## TASK ITEM
All entries given below are to be returned word for word.

------

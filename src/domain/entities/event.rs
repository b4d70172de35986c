//! Wedding event entity.

use chrono::{DateTime, NaiveDate, Utc};

use crate::domain::planning::buffer::parse_buffer_minutes;

/// Dropoff used when an event has neither a hotel nor a location configured.
pub const DEFAULT_DROPOFF: &str = "Hotel";

/// A wedding event that guests travel to.
///
/// Carries the transport settings consumed by flight-driven group generation:
/// the hotel guests are driven to and the pickup buffer after landing.
#[derive(Debug, Clone)]
pub struct WeddingEvent {
    pub id: i64,
    pub name: String,
    pub location: Option<String>,
    pub hotel_name: Option<String>,
    /// Pickup buffer after arrival as `HH:MM`.
    pub transport_buffer_time: Option<String>,
    pub start_date: Option<NaiveDate>,
    pub end_date: Option<NaiveDate>,
    pub created_at: DateTime<Utc>,
    pub updated_at: DateTime<Utc>,
}

impl WeddingEvent {
    /// Where generated shuttles drop guests off.
    ///
    /// Hotel name first, then the event location, then [`DEFAULT_DROPOFF`].
    /// Blank strings count as unset.
    pub fn dropoff_location(&self) -> String {
        [self.hotel_name.as_deref(), self.location.as_deref()]
            .into_iter()
            .flatten()
            .map(str::trim)
            .find(|s| !s.is_empty())
            .unwrap_or(DEFAULT_DROPOFF)
            .to_string()
    }

    /// Pickup buffer in minutes, falling back to the default on bad input.
    pub fn buffer_minutes(&self) -> u32 {
        parse_buffer_minutes(self.transport_buffer_time.as_deref())
    }
}

/// Input data for creating an event.
#[derive(Debug, Clone)]
pub struct NewEvent {
    pub name: String,
    pub location: Option<String>,
    pub hotel_name: Option<String>,
    pub transport_buffer_time: Option<String>,
    pub start_date: Option<NaiveDate>,
    pub end_date: Option<NaiveDate>,
}

/// Partial update for an event.
///
/// `None` leaves a field unchanged; `Some(None)` clears a nullable column.
#[derive(Debug, Clone, Default)]
pub struct EventPatch {
    pub name: Option<String>,
    pub location: Option<Option<String>>,
    pub hotel_name: Option<Option<String>>,
    pub transport_buffer_time: Option<Option<String>>,
    pub start_date: Option<Option<NaiveDate>>,
    pub end_date: Option<Option<NaiveDate>>,
}

impl EventPatch {
    /// Returns true when the patch changes nothing.
    pub fn is_empty(&self) -> bool {
        self.name.is_none()
            && self.location.is_none()
            && self.hotel_name.is_none()
            && self.transport_buffer_time.is_none()
            && self.start_date.is_none()
            && self.end_date.is_none()
    }
}

#[cfg(test)]
mod tests {
    use super::*;

    fn event(location: Option<&str>, hotel: Option<&str>, buffer: Option<&str>) -> WeddingEvent {
        WeddingEvent {
            id: 1,
            name: "Ana & Luis".to_string(),
            location: location.map(str::to_string),
            hotel_name: hotel.map(str::to_string),
            transport_buffer_time: buffer.map(str::to_string),
            start_date: None,
            end_date: None,
            created_at: Utc::now(),
            updated_at: Utc::now(),
        }
    }

    #[test]
    fn test_dropoff_prefers_hotel() {
        let e = event(Some("Lisbon"), Some("Pestana Palace"), None);
        assert_eq!(e.dropoff_location(), "Pestana Palace");
    }

    #[test]
    fn test_dropoff_falls_back_to_location() {
        let e = event(Some("Lisbon"), None, None);
        assert_eq!(e.dropoff_location(), "Lisbon");

        let blank_hotel = event(Some("Lisbon"), Some("  "), None);
        assert_eq!(blank_hotel.dropoff_location(), "Lisbon");
    }

    #[test]
    fn test_dropoff_default() {
        let e = event(None, None, None);
        assert_eq!(e.dropoff_location(), DEFAULT_DROPOFF);
    }

    #[test]
    fn test_buffer_minutes() {
        assert_eq!(event(None, None, Some("01:15")).buffer_minutes(), 75);
        assert_eq!(event(None, None, None).buffer_minutes(), 30);
        assert_eq!(event(None, None, Some("soon")).buffer_minutes(), 30);
    }

    #[test]
    fn test_empty_patch() {
        assert!(EventPatch::default().is_empty());

        let patch = EventPatch {
            hotel_name: Some(None),
            ..Default::default()
        };
        assert!(!patch.is_empty());
    }
}
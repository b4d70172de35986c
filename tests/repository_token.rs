use sqlx::PgPool;
use std::sync::Arc;
use wedding_transport::domain::repositories::TokenRepository;
use wedding_transport::error::AppError;
use wedding_transport::infrastructure::persistence::PgTokenRepository;

fn repository(pool: PgPool) -> PgTokenRepository {
    PgTokenRepository::new(Arc::new(pool))
}

#[sqlx::test]
async fn test_create_stores_digest(pool: PgPool) {
    let repo = repository(pool);

    let token = repo.create("planner", "digest-1").await.unwrap();

    assert_eq!(token.name, "planner");
    assert_eq!(token.token_hash, "digest-1");
    assert!(!token.is_revoked());
    assert!(token.last_used_at.is_none());
}

#[sqlx::test]
async fn test_create_duplicate_name_conflicts(pool: PgPool) {
    let repo = repository(pool);

    repo.create("planner", "digest-a").await.unwrap();
    let err = repo.create("planner", "digest-b").await.unwrap_err();

    assert!(matches!(err, AppError::Conflict { .. }));
}

#[sqlx::test]
async fn test_touch_active_stamps_last_used(pool: PgPool) {
    let repo = repository(pool);
    let created = repo.create("coordinator", "digest-live").await.unwrap();

    let touched = repo.touch_active("digest-live").await.unwrap().unwrap();
    assert_eq!(touched.id, created.id);
    assert!(touched.last_used_at.is_some());

    let reloaded = repo.find_by_id(created.id).await.unwrap().unwrap();
    assert_eq!(reloaded.last_used_at, touched.last_used_at);
}

#[sqlx::test]
async fn test_touch_active_ignores_unknown_and_revoked(pool: PgPool) {
    let repo = repository(pool);
    let token = repo.create("old-device", "digest-old").await.unwrap();
    assert!(repo.revoke(token.id).await.unwrap());

    assert!(repo.touch_active("digest-old").await.unwrap().is_none());
    assert!(repo.touch_active("digest-missing").await.unwrap().is_none());

    let reloaded = repo.find_by_id(token.id).await.unwrap().unwrap();
    assert!(reloaded.last_used_at.is_none());
}

#[sqlx::test]
async fn test_list_and_lookups(pool: PgPool) {
    let repo = repository(pool);
    let first = repo.create("venue-desk", "digest-1").await.unwrap();
    repo.create("driver-app", "digest-2").await.unwrap();

    let tokens = repo.list().await.unwrap();
    assert_eq!(tokens.len(), 2);
    assert_eq!(tokens[0].name, "driver-app");

    let by_id = repo.find_by_id(first.id).await.unwrap().unwrap();
    assert_eq!(by_id.name, "venue-desk");

    let by_name = repo.find_by_name("driver-app").await.unwrap().unwrap();
    assert_eq!(by_name.token_hash, "digest-2");

    assert!(repo.find_by_name("missing").await.unwrap().is_none());
}

#[sqlx::test]
async fn test_revoke_only_once(pool: PgPool) {
    let repo = repository(pool);
    let token = repo.create("temp", "digest-temp").await.unwrap();

    assert!(repo.revoke(token.id).await.unwrap());
    assert!(!repo.revoke(token.id).await.unwrap());
    assert!(!repo.revoke(999_999).await.unwrap());

    let reloaded = repo.find_by_id(token.id).await.unwrap().unwrap();
    assert!(reloaded.is_revoked());
}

------

## RESULT OF THIS EXERCISE
filename src/domain/entities/event.rs
repository b4d70172de35986c
//! Wedding event entity.

use chrono::{DateTime, NaiveDate, Utc};

use crate::domain::planning::buffer::parse_buffer_minutes;

/// Dropoff used when an event has neither a hotel nor a location configured.
pub const DEFAULT_DROPOFF: &str = "Hotel";

/// A wedding event that guests travel to.
///
/// Carries the transport settings consumed by flight-driven group generation:
/// the hotel guests are driven to and the pickup buffer after landing.
#[derive(Debug, Clone)]
pub struct WeddingEvent {
    pub id: i64,
    pub name: String,
    pub location: Option<String>,
    pub hotel_name: Option<String>,
    /// Pickup buffer after arrival as `HH:MM`.
    pub transport_buffer_time: Option<String>,
    pub start_date: Option<NaiveDate>,
    pub end_date: Option<NaiveDate>,
    pub created_at: DateTime<Utc>,
    pub updated_at: DateTime<Utc>,
}

impl WeddingEvent {
    /// Where generated shuttles drop guests off.
    ///
    /// Hotel name first, then the event location, then [`DEFAULT_DROPOFF`].
    /// Blank strings count as unset.
    pub fn dropoff_location(&self) -> String {
        [self.hotel_name.as_deref(), self.location.as_deref()]
            .into_iter()
            .flatten()
            .map(str::trim)
            .find(|s| !s.is_empty())
            .unwrap_or(DEFAULT_DROPOFF)
            .to_string()
    }

    /// Pickup buffer in minutes, falling back to the default on bad input.
    pub fn buffer_minutes(&self) -> u32 {
        parse_buffer_minutes(self.transport_buffer_time.as_deref())
    }
}

/// Input data for creating an event.
#[derive(Debug, Clone)]
pub struct NewEvent {
    pub name: String,
    pub location: Option<String>,
    pub hotel_name: Option<String>,
    pub transport_buffer_time: Option<String>,
    pub start_date: Option<NaiveDate>,
    pub end_date: Option<NaiveDate>,
}

/// Partial update for an event.
///
/// `None` leaves a field unchanged; `Some(None)` clears a nullable column.
#[derive(Debug, Clone, Default)]
pub struct EventPatch {
    pub name: Option<String>,
    pub location: Option<Option<String>>,
    pub hotel_name: Option<Option<String>>,
    pub transport_buffer_time: Option<Option<String>>,
    pub start_date: Option<Option<NaiveDate>>,
    pub end_date: Option<Option<NaiveDate>>,
}

impl EventPatch {
    /// Returns true when the patch changes nothing.
    pub fn is_empty(&self) -> bool {
        self.name.is_none()
            && self.location.is_none()
            && self.hotel_name.is_none()
            && self.transport_buffer_time.is_none()
            && self.start_date.is_none()
            && self.end_date.is_none()
    }
}

#[cfg(test)]
mod tests {
    use super::*;

    fn event(location: Option<&str>, hotel: Option<&str>, buffer: Option<&str>) -> WeddingEvent {
        WeddingEvent {
            id: 1,
            name: "Ana & Luis".to_string(),
            location: location.map(str::to_string),
            hotel_name: hotel.map(str::to_string),
            transport_buffer_time: buffer.map(str::to_string),
            start_date: None,
            end_date: None,
            created_at: Utc::now(),
            updated_at: Utc::now(),
        }
    }

    #[test]
    fn test_dropoff_prefers_hotel() {
        let e = event(Some("Lisbon"), Some("Pestana Palace"), None);
        assert_eq!(e.dropoff_location(), "Pestana Palace");
    }

    #[test]
    fn test_dropoff_falls_back_to_location() {
        let e = event(Some("Lisbon"), None, None);
        assert_eq!(e.dropoff_location(), "Lisbon");

        let blank_hotel = event(Some("Lisbon"), Some("  "), None);
        assert_eq!(blank_hotel.dropoff_location(), "Lisbon");
    }

    #[test]
    fn test_dropoff_default() {
        let e = event(None, None, None);
        assert_eq!(e.dropoff_location(), DEFAULT_DROPOFF);
    }

    #[test]
    fn test_buffer_minutes() {
        assert_eq!(event(None, None, Some("01:15")).buffer_minutes(), 75);
        assert_eq!(event(None, None, None).buffer_minutes(), 30);
        assert_eq!(event(None, None, Some("soon")).buffer_minutes(), 30);
    }

    #[test]
    fn test_empty_patch() {
        assert!(EventPatch::default().is_empty());

        let patch = EventPatch {
            hotel_name: Some(None),
            ..Default::default()
        };
        assert!(!patch.is_empty());
    }
}
repository b4d70172de35986c
filename tests/repository_token.rs
use sqlx::PgPool;
use std::sync::Arc;
use wedding_transport::domain::repositories::TokenRepository;
use wedding_transport::error::AppError;
use wedding_transport::infrastructure::persistence::PgTokenRepository;

fn repository(pool: PgPool) -> PgTokenRepository {
    PgTokenRepository::new(Arc::new(pool))
}

#[sqlx::test]
async fn test_create_stores_digest(pool: PgPool) {
    let repo = repository(pool);

    let token = repo.create("planner", "digest-1").await.unwrap();

    assert_eq!(token.name, "planner");
    assert_eq!(token.token_hash, "digest-1");
    assert!(!token.is_revoked());
    assert!(token.last_used_at.is_none());
}

#[sqlx::test]
async fn test_create_duplicate_name_conflicts(pool: PgPool) {
    let repo = repository(pool);

    repo.create("planner", "digest-a").await.unwrap();
    let err = repo.create("planner", "digest-b").await.unwrap_err();

    assert!(matches!(err, AppError::Conflict { .. }));
}

#[sqlx::test]
async fn test_touch_active_stamps_last_used(pool: PgPool) {
    let repo = repository(pool);
    let created = repo.create("coordinator", "digest-live").await.unwrap();

    let touched = repo.touch_active("digest-live").await.unwrap().unwrap();
    assert_eq!(touched.id, created.id);
    assert!(touched.last_used_at.is_some());

    let reloaded = repo.find_by_id(created.id).await.unwrap().unwrap();
    assert_eq!(reloaded.last_used_at, touched.last_used_at);
}

#[sqlx::test]
async fn test_touch_active_ignores_unknown_and_revoked(pool: PgPool) {
    let repo = repository(pool);
    let token = repo.create("old-device", "digest-old").await.unwrap();
    assert!(repo.revoke(token.id).await.unwrap());

    assert!(repo.touch_active("digest-old").await.unwrap().is_none());
    assert!(repo.touch_active("digest-missing").await.unwrap().is_none());

    let reloaded = repo.find_by_id(token.id).await.unwrap().unwrap();
    assert!(reloaded.last_used_at.is_none());
}

#[sqlx::test]
async fn test_list_and_lookups(pool: PgPool) {
    let repo = repository(pool);
    let first = repo.create("venue-desk", "digest-1").await.unwrap();
    repo.create("driver-app", "digest-2").await.unwrap();

    let tokens = repo.list().await.unwrap();
    assert_eq!(tokens.len(), 2);
    assert_eq!(tokens[0].name, "driver-app");

    let by_id = repo.find_by_id(first.id).await.unwrap().unwrap();
    assert_eq!(by_id.name, "venue-desk");

    let by_name = repo.find_by_name("driver-app").await.unwrap().unwrap();
    assert_eq!(by_name.token_hash, "digest-2");

    assert!(repo.find_by_name("missing").await.unwrap().is_none());
}

#[sqlx::test]
async fn test_revoke_only_once(pool: PgPool) {
    let repo = repository(pool);
    let token = repo.create("temp", "digest-temp").await.unwrap();

    assert!(repo.revoke(token.id).await.unwrap());
    assert!(!repo.revoke(token.id).await.unwrap());
    assert!(!repo.revoke(999_999).await.unwrap());

    let reloaded = repo.find_by_id(token.id).await.unwrap().unwrap();
    assert!(reloaded.is_revoked());
}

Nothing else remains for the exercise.